Gordon Gibson – former Liberal MLA, senior fellow with the Fraser Institute and political columnist – says governments of all stripes try to sell the public on certain policies. And if politicians have chosen one out of three options, he explains, it’s not in their interest to have people asking questions about the other two. But the lack of dialogue damages the fundamentals of both a democratic society and a free-market economy. Both depend on access to good information, he says, and without it, poor decisions are made. “The cult of secrecy is almost entirely for the benefit of those in power, and they cripple democracy thereby,” he says. 


Darrell Evans, executive director of the non-profit BC Freedom of Information and Privacy Association, says there’s been a trend in government since the 1980s to adopt corporate-style communications strategies, with a central authority controlling what information gets out. This has become a strong force in Victoria’s political culture, he says, and even more so in Ottawa. The irony, Evans says, is that both Gordon Campbell and Stephen Harper used to be strong advocates of open government before gaining their current jobs. “And maybe they even believed their own rhetoric,” he allows. “But once they’re in government, the kind of management style asserted itself.” 

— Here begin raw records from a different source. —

// File: crates/emuchart-core/benches/scale_bench.rs
// Summary: Criterion bench for nice-axis computation.

use criterion::{black_box, criterion_group, criterion_main, Criterion};
use emuchart_core::build_axis_ticks;

fn bench_build_axis_ticks(c: &mut Criterion) {
    let ranges: Vec<(f64, f64)> = (0..256)
        .map(|i| {
            let f = i as f64;
            (f * 0.37 - 20.0, f * 1.91 + 0.001)
        })
        .collect();

    c.bench_function("build_axis_ticks_256_ranges", |b| {
        b.iter(|| {
            for &(min, max) in &ranges {
                black_box(build_axis_ticks(black_box(min), black_box(max), 6));
            }
        })
    });
}

criterion_group!(benches, bench_build_axis_ticks);
criterion_main!(benches);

How to fix B.C.’s flawed law is no mystery, says Botterell; the same recommendations have been published in information commissioners’ reports since 2004. But so far no government has been willing to increase scrutiny on itself. In the meantime, the public is becoming increasingly suspicious of government, as illustrated by the popular outcry against the HST, a reaction that Botterell says gives him some hope for the future. Eventually, a political party will tap into that public resentment and realize it is better off making policy decisions publicly rather than trying to control the flow of information. “I thought that would happen in the 1990s,” he says, “but I think it’s just a matter of time.”